Problem details: Your answer should consist only of the lines below from the one with "self.records.is_empty()" through the one with "rank, no pinning.", copied exactly.

---------------

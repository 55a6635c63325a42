//! Suspicion aggregation.
//!
//! One pass over the candidate vessels' filtered pings produces the
//! suspicion statistics: company totals, zone totals, and (company, zone)
//! flow counts, plus the individual suspicion records.
//!
//! Counting follows a first-match policy: a ping inside several
//! overlapping forbidden zones is attributed to the first zone in index
//! iteration order only. The per-ping records still list every matched
//! zone, so the overlap information survives even though the counts
//! deliberately do not double-count.

use serde::{Deserialize, Serialize};
use std::collections::{BTreeMap, HashMap};

use crate::core::domain::{MovementDataset, SuspicionRecord};
use crate::core::filter::FilterContext;
use crate::geometry::ZoneIndex;

/// A (company, zone) edge of the suspicion network.
#[derive(Debug, Clone, PartialEq, Eq, Serialize, Deserialize)]
pub struct FlowCount {
    pub company: String,
    pub zone: String,
    pub count: u64,
}

/// Counter table that remembers first-seen order, so aggregation output
/// is deterministic for a given payload order.
#[derive(Debug, Clone, Default)]
struct CountTable {
    entries: Vec<(String, u64)>,
    index: HashMap<String, usize>,
}

impl CountTable {
    fn bump(&mut self, key: &str) {
        match self.index.get(key) {
            Some(&i) => self.entries[i].1 += 1,
            None => {
                self.index.insert(key.to_string(), self.entries.len());
                self.entries.push((key.to_string(), 1));
            }
        }
    }

    fn into_entries(self) -> Vec<(String, u64)> {
        self.entries
    }
}

/// The aggregated suspicion statistics for one filter.
#[derive(Debug, Clone, PartialEq, Serialize, Deserialize)]
pub struct SuspicionData {
    /// Company totals ranked by descending count. Ties keep first-seen
    /// order (stable sort over insertion-ordered accumulation).
    pub company_totals: Vec<(String, u64)>,
    /// Suspicious-ping counts per zone name.
    pub zone_totals: BTreeMap<String, u64>,
    /// Flow counts in first-seen order.
    pub flows: Vec<FlowCount>,
    /// One record per counted ping, in scan order.
    pub records: Vec<SuspicionRecord>,
}

impl SuspicionData {
    pub fn is_empty(&self) -> bool {
        self.records.is_empty()
    }

    /// The full ranked company list.
    pub fn ranked_companies(&self) -> &[(String, u64)] {
        &self.company_totals
    }

    /// Pure top-N by rank, no pinning.
    pub fn top_companies(&self, n: usize) -> Vec<(String, u64)> {
        self.company_totals.iter().take(n).cloned().collect()
    }

    /// Top-N by rank, with the baseline company appended after the cut
    /// when it exists in the full ranking but missed the top N. Never
    /// duplicates a baseline already inside the cut.
    pub fn top_companies_pinned(&self, n: usize, baseline: Option<&str>) -> Vec<(String, u64)> {
        let mut top = self.top_companies(n);
        if let Some(baseline) = baseline {
            if !top.iter().any(|(company, _)| company == baseline) {
                if let Some(entry) = self
                    .company_totals
                    .iter()
                    .find(|(company, _)| company == baseline)
                {
                    top.push(entry.clone());
                }
            }
        }
        top
    }

    pub fn company_total(&self, company: &str) -> u64 {
        self.company_totals
            .iter()
            .find(|(c, _)| c == company)
            .map(|(_, count)| *count)
            .unwrap_or(0)
    }
}

/// Runs the aggregation pass for the given filter.
///
/// Candidate vessels are the selected company's, or all vessels when the
/// filter is unscoped; vessels without a company name are excluded
/// entirely. Pings with unresolvable locations are skipped.
pub fn aggregate(
    dataset: &MovementDataset,
    zones: &ZoneIndex,
    filter: &FilterContext,
) -> SuspicionData {
    let mut company_totals = CountTable::default();
    let mut zone_totals = CountTable::default();
    let mut flows: Vec<FlowCount> = Vec::new();
    let mut flow_index: HashMap<(String, String), usize> = HashMap::new();
    let mut records = Vec::new();

    for vessel in dataset
        .vessels
        .iter()
        .filter(|v| filter.company.matches(v.company.as_deref()))
    {
        let Some(company) = vessel.company.as_deref() else {
            continue;
        };

        for ping in dataset
            .vessel_pings(&vessel.id)
            .filter(|p| filter.includes_time(p.time))
        {
            let Some(point) = dataset.resolve_location(&ping.location_id) else {
                continue;
            };

            let matched = zones.matches(point);
            let Some(first_zone) = matched.first().copied() else {
                continue;
            };

            company_totals.bump(company);
            zone_totals.bump(first_zone);

            let flow_key = (company.to_string(), first_zone.to_string());
            match flow_index.get(&flow_key) {
                Some(&i) => flows[i].count += 1,
                None => {
                    flow_index.insert(flow_key, flows.len());
                    flows.push(FlowCount {
                        company: company.to_string(),
                        zone: first_zone.to_string(),
                        count: 1,
                    });
                }
            }

            records.push(SuspicionRecord {
                vessel_id: vessel.id.clone(),
                vessel_name: vessel.name.clone(),
                zones: matched.iter().map(|z| z.to_string()).collect(),
                time: ping.time,
            });
        }
    }

    let mut ranked = company_totals.into_entries();
    // Stable sort: ties keep first-seen order.
    ranked.sort_by(|a, b| b.1.cmp(&a.1));

    log::debug!(
        "Suspicion pass: {} records across {} companies, {} zones",
        records.len(),
        ranked.len(),
        zone_totals.entries.len()
    );

    SuspicionData {
        company_totals: ranked,
        zone_totals: zone_totals.into_entries().into_iter().collect(),
        flows,
        records,
    }
}
//! Forbidden-zone containment index.
//!
//! Holds the subset of loaded zones whose kind is in the configured
//! suspicious-kind set, in geography-payload input order. That order is
//! the documented iteration order of the first-match policy: a ping inside
//! several overlapping forbidden zones is attributed to the first one the
//! index holds.
//!
//! Each zone carries a precomputed axis-aligned bounding box so the exact
//! polygon test only runs for points that pass the cheap rectangle check.

use geo::{BoundingRect, Contains};
use geo_types::Geometry;

use crate::config::EngineConfig;
use crate::core::domain::{GeoPoint, Zone};

/// Axis-aligned bounding box in lon/lat.
#[derive(Debug, Clone, Copy)]
struct BoundingBox {
    min_lon: f64,
    max_lon: f64,
    min_lat: f64,
    max_lat: f64,
}

impl BoundingBox {
    fn from_geometry(geometry: &Geometry<f64>) -> Option<Self> {
        let rect = geometry.bounding_rect()?;
        Some(Self {
            min_lon: rect.min().x,
            max_lon: rect.max().x,
            min_lat: rect.min().y,
            max_lat: rect.max().y,
        })
    }

    fn contains_point(&self, point: GeoPoint) -> bool {
        point.lon >= self.min_lon
            && point.lon <= self.max_lon
            && point.lat >= self.min_lat
            && point.lat <= self.max_lat
    }
}

#[derive(Debug, Clone)]
struct IndexedZone {
    name: String,
    bbox: Option<BoundingBox>,
    geometry: Geometry<f64>,
}

/// Containment index over the forbidden zones.
#[derive(Debug, Clone, Default)]
pub struct ZoneIndex {
    forbidden: Vec<IndexedZone>,
}

impl ZoneIndex {
    /// Builds the index from the loaded zones, keeping those whose kind is
    /// in the configured suspicious set, in input order.
    pub fn build(zones: &[Zone], config: &EngineConfig) -> Self {
        let forbidden: Vec<IndexedZone> = zones
            .iter()
            .filter(|z| {
                z.kind
                    .as_deref()
                    .map(|kind| config.is_suspicious_kind(kind))
                    .unwrap_or(false)
            })
            .map(|z| IndexedZone {
                name: z.name.clone(),
                bbox: BoundingBox::from_geometry(&z.geometry),
                geometry: z.geometry.clone(),
            })
            .collect();

        log::info!(
            "Zone index built: {} forbidden of {} zones",
            forbidden.len(),
            zones.len()
        );

        Self { forbidden }
    }

    pub fn len(&self) -> usize {
        self.forbidden.len()
    }

    pub fn is_empty(&self) -> bool {
        self.forbidden.is_empty()
    }

    /// Forbidden zone names in iteration order.
    pub fn zone_names(&self) -> impl Iterator<Item = &str> {
        self.forbidden.iter().map(|z| z.name.as_str())
    }

    /// Name of the first forbidden zone containing the point.
    ///
    /// This is the aggregation policy: even when overlapping zones all
    /// contain the point, only the first in iteration order is returned.
    pub fn first_match(&self, point: GeoPoint) -> Option<&str> {
        self.forbidden
            .iter()
            .find(|z| Self::zone_contains(z, point))
            .map(|z| z.name.as_str())
    }

    /// Every forbidden zone containing the point, in iteration order.
    pub fn matches(&self, point: GeoPoint) -> Vec<&str> {
        self.forbidden
            .iter()
            .filter(|z| Self::zone_contains(z, point))
            .map(|z| z.name.as_str())
            .collect()
    }

    /// Returns `true` if a forbidden zone with this name exists.
    pub fn has_zone(&self, zone_name: &str) -> bool {
        self.forbidden.iter().any(|z| z.name == zone_name)
    }

    /// Tests the point against one named forbidden zone.
    ///
    /// Returns `None` when no forbidden zone has that name.
    pub fn contains_in(&self, zone_name: &str, point: GeoPoint) -> Option<bool> {
        self.forbidden
            .iter()
            .find(|z| z.name == zone_name)
            .map(|z| Self::zone_contains(z, point))
    }

    fn zone_contains(zone: &IndexedZone, point: GeoPoint) -> bool {
        if let Some(bbox) = &zone.bbox {
            if !bbox.contains_point(point) {
                return false;
            }
        }
        zone.geometry.contains(&point.to_point())
    }
}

---------------

Response:
        self.records.is_empty()
    }

    /// The full ranked company list.
    pub fn ranked_companies(&self) -> &[(String, u64)] {
        &self.company_totals
    }

    /// Pure top-N by rank, no pinning.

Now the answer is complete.